The default bug view has changed. See this FAQ.

generate TelemetryHistograms.h from JSON

RESOLVED FIXED in mozilla17

Status

()

Toolkit
Telemetry
RESOLVED FIXED
5 years ago
5 years ago

People

(Reporter: froydnj, Assigned: froydnj)

Tracking

unspecified
mozilla17
Points:
---
Dependency tree / graph

Firefox Tracking Flags

(Not tracked)

Details

Attachments

(8 attachments, 4 obsolete attachments)

(Assignee)

Description

5 years ago
Created attachment 650557 [details]
strawman Histograms.json file

We have a couple bugs open (bug 748417, bug 753447, bug 778213) that would be somewhat easier to pull off if our histogram data were stored in a real format, rather than something shoved through the preprocessor.
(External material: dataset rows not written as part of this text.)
fn query_device_candidate(
    instance: &ash::Instance,
    physical_device: vk::PhysicalDevice,
    debug_utils_enabled: bool,
) -> DeviceCandidate {
    let mut errors = Vec::new();

    // queue family: compute + transfer
    let queue_families =
        unsafe { instance.get_physical_device_queue_family_properties(physical_device) };

    let mut queue_family_index = u32::MAX;
    for (index, family) in queue_families.iter().enumerate() {
        if family.queue_flags.contains(vk::QueueFlags::COMPUTE | vk::QueueFlags::TRANSFER) {
            queue_family_index = index as u32;
        }
    }
    if queue_family_index == u32::MAX {
        errors.push("no suitable queue family".to_string());
    }

    // memory: find the largest device-local heap and whether it is also
    // host-visible (UMA or ReBAR)
    let memory_properties =
        unsafe { instance.get_physical_device_memory_properties(physical_device) };

    let mut largest_device_local_heap = 0u64;
    let mut heap_host_accessible = false;
    for memory_type in &memory_properties.memory_types[..memory_properties.memory_type_count as usize]
    {
        let heap_size = memory_properties.memory_heaps[memory_type.heap_index as usize].size;
        if !memory_type.property_flags.contains(vk::MemoryPropertyFlags::DEVICE_LOCAL)
            || heap_size < largest_device_local_heap
        {
            continue;
        }
        largest_device_local_heap = heap_size;
        if memory_type.property_flags.contains(vk::MemoryPropertyFlags::HOST_VISIBLE) {
            heap_host_accessible = true;
        }
    }

    // extensions
    let extensions = unsafe {
        instance
            .enumerate_device_extension_properties(physical_device)
            .unwrap_or_default()
    };

    let mut enabled_extensions: Vec<&'static CStr> = Vec::with_capacity(24);
    for extension in REQUIRED_EXTENSIONS {
        if !find_extension(extension, &extensions) {
            errors.push(format!("extension {} missing", extension.to_string_lossy()));
        }
        enabled_extensions.push(extension);
    }

    let has_extension = |name: &CStr| find_extension(name, &extensions);

    // properties
    let mut driver = vk::PhysicalDeviceDriverProperties::default();
    let mut acceleration_structure = vk::PhysicalDeviceAccelerationStructurePropertiesKHR::default();
    let mut ray_tracing_pipeline = vk::PhysicalDeviceRayTracingPipelinePropertiesKHR::default();
    let mut subgroup = vk::PhysicalDeviceSubgroupProperties::default();

    let driver_properties = has_extension(ash::khr::driver_properties::NAME);

    let mut properties2 = vk::PhysicalDeviceProperties2::default()
        .push_next(&mut acceleration_structure)
        .push_next(&mut ray_tracing_pipeline)
        .push_next(&mut subgroup);
    if driver_properties {
        properties2 = properties2.push_next(&mut driver);
    }
    unsafe { instance.get_physical_device_properties2(physical_device, &mut properties2) };

    let device_properties = properties2.properties;
    let limits = &device_properties.limits;

    let api_version = device_properties.api_version;
    if api_version < MIN_VK_API_VERSION {
        errors.push(format!(
            "outdated Vulkan API {}.{}.{}",
            vk::api_version_major(api_version),
            vk::api_version_minor(api_version),
            vk::api_version_patch(api_version)
        ));
    }

    // features
    let mut maintenance4 = vk::PhysicalDeviceMaintenance4Features::default();
    let mut group_handles = vk::PhysicalDevicePipelineLibraryGroupHandlesFeaturesEXT::default();
    let mut memory_priority = vk::PhysicalDeviceMemoryPriorityFeaturesEXT::default();
    let mut pageable = vk::PhysicalDevicePageableDeviceLocalMemoryFeaturesEXT::default();
    let mut shader_clock = vk::PhysicalDeviceShaderClockFeaturesKHR::default();
    let mut invocation_reorder = vk::PhysicalDeviceRayTracingInvocationReorderFeaturesNV::default();
    let mut ray_tracing_validation = vk::PhysicalDeviceRayTracingValidationFeaturesNV::default();
    let mut maintenance5 = vk::PhysicalDeviceMaintenance5FeaturesKHR::default();
    let mut timeline_semaphore = vk::PhysicalDeviceTimelineSemaphoreFeatures::default();
    let mut synchronization2 = vk::PhysicalDeviceSynchronization2Features::default();
    let mut acceleration_structure_features =
        vk::PhysicalDeviceAccelerationStructureFeaturesKHR::default();
    let mut ray_tracing_pipeline_features =
        vk::PhysicalDeviceRayTracingPipelineFeaturesKHR::default();
    let mut buffer_device_address = vk::PhysicalDeviceBufferDeviceAddressFeatures::default();
    let mut descriptor_indexing = vk::PhysicalDeviceDescriptorIndexingFeatures::default();
    let mut shader_float16_int8 = vk::PhysicalDeviceShaderFloat16Int8Features::default();
    let mut storage_16bit = vk::PhysicalDevice16BitStorageFeatures::default();

    let maintenance4_present = has_extension(ash::khr::maintenance4::NAME);
    // issues on AMD and Intel
    let pipeline_libraries_present = device_properties.vendor_id == VENDOR_ID_NVIDIA
        && has_extension(ash::khr::pipeline_library::NAME)
        && has_extension(ash::ext::pipeline_library_group_handles::NAME);
    let memory_priority_present = has_extension(ash::ext::memory_priority::NAME)
        && has_extension(ash::ext::pageable_device_local_memory::NAME);
    let shader_clock_present =
        cfg!(debug_assertions) && has_extension(ash::khr::shader_clock::NAME);
    let invocation_reorder_present =
        cfg!(debug_assertions) && has_extension(ash::nv::ray_tracing_invocation_reorder::NAME);
    let ray_tracing_validation_present = cfg!(debug_assertions)
        && debug_utils_enabled
        && has_extension(ash::nv::ray_tracing_validation::NAME);

    let mut features2 = vk::PhysicalDeviceFeatures2::default()
        .push_next(&mut maintenance5)
        .push_next(&mut timeline_semaphore)
        .push_next(&mut synchronization2)
        .push_next(&mut acceleration_structure_features)
        .push_next(&mut ray_tracing_pipeline_features)
        .push_next(&mut buffer_device_address)
        .push_next(&mut descriptor_indexing)
        .push_next(&mut shader_float16_int8)
        .push_next(&mut storage_16bit);
    if maintenance4_present {
        features2 = features2.push_next(&mut maintenance4);
    }
    if pipeline_libraries_present {
        features2 = features2.push_next(&mut group_handles);
    }
    if memory_priority_present {
        features2 = features2.push_next(&mut memory_priority).push_next(&mut pageable);
    }
    if shader_clock_present {
        features2 = features2.push_next(&mut shader_clock);
    }
    if invocation_reorder_present {
        features2 = features2.push_next(&mut invocation_reorder);
    }
    if ray_tracing_validation_present {
        features2 = features2.push_next(&mut ray_tracing_validation);
    }
    unsafe { instance.get_physical_device_features2(physical_device, &mut features2) };

    let core_features = features2.features;

    let mut require_feature = |present: vk::Bool32, name: &str| {
        if present == vk::FALSE {
            errors.push(format!("feature {name} missing"));
        }
    };

    require_feature(maintenance5.maintenance5, "maintenance5");
    require_feature(timeline_semaphore.timeline_semaphore, "timelineSemaphore");
    require_feature(synchronization2.synchronization2, "synchronization2");
    require_feature(
        acceleration_structure_features.acceleration_structure,
        "accelerationStructure",
    );
    require_feature(ray_tracing_pipeline_features.ray_tracing_pipeline, "rayTracingPipeline");
    require_feature(buffer_device_address.buffer_device_address, "bufferDeviceAddress");
    require_feature(
        descriptor_indexing.shader_sampled_image_array_non_uniform_indexing,
        "shaderSampledImageArrayNonUniformIndexing",
    );
    require_feature(
        descriptor_indexing.descriptor_binding_partially_bound,
        "descriptorBindingPartiallyBound",
    );
    require_feature(descriptor_indexing.runtime_descriptor_array, "runtimeDescriptorArray");
    require_feature(shader_float16_int8.shader_float16, "shaderFloat16");
    require_feature(storage_16bit.storage_buffer16_bit_access, "storageBuffer16BitAccess");
    require_feature(
        core_features.shader_sampled_image_array_dynamic_indexing,
        "shaderSampledImageArrayDynamicIndexing",
    );
    require_feature(core_features.shader_int16, "shaderInt16");
    require_feature(core_features.shader_int64, "shaderInt64");

    let pageable_device_local_memory = memory_priority_present
        && memory_priority.memory_priority == vk::TRUE
        && pageable.pageable_device_local_memory == vk::TRUE;

    let features = DeviceFeatures {
        debug_printf: has_extension(ash::khr::shader_non_semantic_info::NAME),
        ray_tracing_invocation_reorder: invocation_reorder_present
            && invocation_reorder.ray_tracing_invocation_reorder == vk::TRUE,
        shader_clock: shader_clock_present && shader_clock.shader_subgroup_clock == vk::TRUE,
        shared_memory: heap_host_accessible, // UMA or ReBAR
    };

    let internal_features = InternalFeatures {
        driver_properties,
        maintenance4: maintenance4_present && maintenance4.maintenance4 == vk::TRUE,
        pageable_device_local_memory,
        pipeline_libraries: pipeline_libraries_present
            && group_handles.pipeline_library_group_handles == vk::TRUE,
        ray_tracing_validation: ray_tracing_validation_present
            && ray_tracing_validation.ray_tracing_validation == vk::TRUE,
    };

    if features.debug_printf {
        enabled_extensions.push(ash::khr::shader_non_semantic_info::NAME);
    }
    if features.ray_tracing_invocation_reorder {
        enabled_extensions.push(ash::nv::ray_tracing_invocation_reorder::NAME);
    }
    if features.shader_clock {
        enabled_extensions.push(ash::khr::shader_clock::NAME);
    }
    if internal_features.driver_properties {
        enabled_extensions.push(ash::khr::driver_properties::NAME);
    }
    if internal_features.maintenance4 {
        enabled_extensions.push(ash::khr::maintenance4::NAME);
    }
    if internal_features.pageable_device_local_memory {
        enabled_extensions.push(ash::ext::memory_priority::NAME);
        enabled_extensions.push(ash::ext::pageable_device_local_memory::NAME);
    }
    if internal_features.pipeline_libraries {
        enabled_extensions.push(ash::khr::pipeline_library::NAME);
        enabled_extensions.push(ash::ext::pipeline_library_group_handles::NAME);
    }
    if internal_features.ray_tracing_validation {
        enabled_extensions.push(ash::nv::ray_tracing_validation::NAME);
    }

    let adapter_kind = match device_properties.device_type {
        vk::PhysicalDeviceType::DISCRETE_GPU => AdapterKind::Discrete,
        vk::PhysicalDeviceType::VIRTUAL_GPU => AdapterKind::Virtual,
        _ => AdapterKind::Other,
    };

    let score = score_device(adapter_kind, largest_device_local_heap, !errors.is_empty());

    DeviceCandidate {
        physical_device,
        name: cstr_field_to_string(&device_properties.device_name),
        api_version,
        vendor_id: device_properties.vendor_id,
        queue_family_index,
        score,
        errors,
        enabled_extensions,
        features,
        internal_features,
        properties: DeviceProperties {
            max_compute_shared_memory_size: limits.max_compute_shared_memory_size,
            max_push_constants_size: limits.max_push_constants_size,
            max_ray_hit_attribute_size: ray_tracing_pipeline.max_ray_hit_attribute_size,
            min_storage_buffer_offset_alignment: limits.min_storage_buffer_offset_alignment,
            min_uniform_buffer_offset_alignment: limits.min_uniform_buffer_offset_alignment,
            subgroup_size: subgroup.subgroup_size,
            timestamp_period: limits.timestamp_period,
        },
        internal_properties: InternalProperties {
            min_acceleration_structure_scratch_offset_alignment: acceleration_structure
                .min_acceleration_structure_scratch_offset_alignment,
            min_memory_map_alignment: limits.min_memory_map_alignment as u64,
            non_coherent_atom_size: limits.non_coherent_atom_size,
            shader_group_base_alignment: ray_tracing_pipeline.shader_group_base_alignment,
            shader_group_handle_alignment: ray_tracing_pipeline.shader_group_handle_alignment,
            shader_group_handle_size: ray_tracing_pipeline.shader_group_handle_size,
        },
        driver_name: driver_properties.then(|| cstr_field_to_string(&driver.driver_name)),
        driver_info: driver_properties.then(|| cstr_field_to_string(&driver.driver_info)),
    }
}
Attached is a strawman proposal for what the data format would look like.  The only thing I'm not sure about is that the cpp_guard seems to easy to leave out, leading to unintentional bustage somewhere along the way.
Attachment #650557 - Flags: feedback?(taras.mozilla)

Updated

5 years ago
Attachment #650557 - Attachment mime type: application/json → text/plain

Comment 1

5 years ago
Comment on attachment 650557 [details]
strawman Histograms.json file

Yeah I agree with the general idea
Attachment #650557 - Flags: feedback?(taras.mozilla) → feedback+
(Assignee)

Updated

5 years ago
Depends on: 782373
(Assignee)

Comment 2

5 years ago
Created attachment 652839 [details] [diff] [review]
convert TelemetryHistograms.h to JSON

The rather large patch that removes the old stuff and adds the new stuff.

Will attach conversion scripts in a moment.
Attachment #650557 - Attachment is obsolete: true
Attachment #652839 - Flags: review?(taras.mozilla)
(Assignee)

Comment 3

5 years ago
Created attachment 652840 [details]
python portion of the conversion script

This is the Python conversion script.  It requires a shell wrapper for dealing with various bits of cpp and whatnot that I will attach shortly.
(Assignee)

Comment 4

5 years ago
Created attachment 652844 [details]
shell portion of the conversion script

...and the promised shell part.  Put convert-to-json.{py,sh} in the same directory and run:

./convert-to-json.sh /path/to/TelemetryHistograms.h /path/to/output/json/file

The script should work just fine on any TelemetryHistograms.h from mozilla-central as of today; past revisions may require a bit of tweaking.
(Assignee)

Comment 5

5 years ago
Adding Harsha to point him at the scripts.

Comment 6

5 years ago
Thanks. Just to confirm if i checkout mozilla-central I don't need to apply your patch to TelemetryHistogram.h ?
(Assignee)

Comment 7

5 years ago
(In reply to schintalapani from comment #6)
> Thanks. Just to confirm if i checkout mozilla-central I don't need to apply
> your patch to TelemetryHistogram.h ?

That's correct.  Though if you checkout mozilla-central and apply the patch, you shouldn't need to use the conversion scripts, since the patch includes toolkit/components/telemetry/Histograms.json.  You can use that json file directly.

Comment 8

5 years ago
Comment on attachment 652839 [details] [diff] [review]
convert TelemetryHistograms.h to JSON

gen-histogram-data.py needs license boilerplate.
There no useful comments in the file. Having a general description near top would be handy.
Also need description various gotchas, ie distinction between 'BOOLEAN' and 'boolean'


For a followup bug:
I'm not sure a single histogram json is a great idea. I think we should break .jsons into a directory of their own and aggregate them based on various build flags.

For example,
cpp_guard stuff could just live on filename level, ala histograms.XP_WIN.json
We could still autogenerate networking histograms via the build system.
We can also better group related histograms in own files, do channel-specific histograms, etc.
Attachment #652839 - Flags: review?(taras.mozilla) → review-
(Assignee)

Comment 9

5 years ago
(In reply to Taras Glek (:taras) from comment #8)
> gen-histogram-data.py needs license boilerplate.

Ah, yes, license boilerplate.  Forgot about that.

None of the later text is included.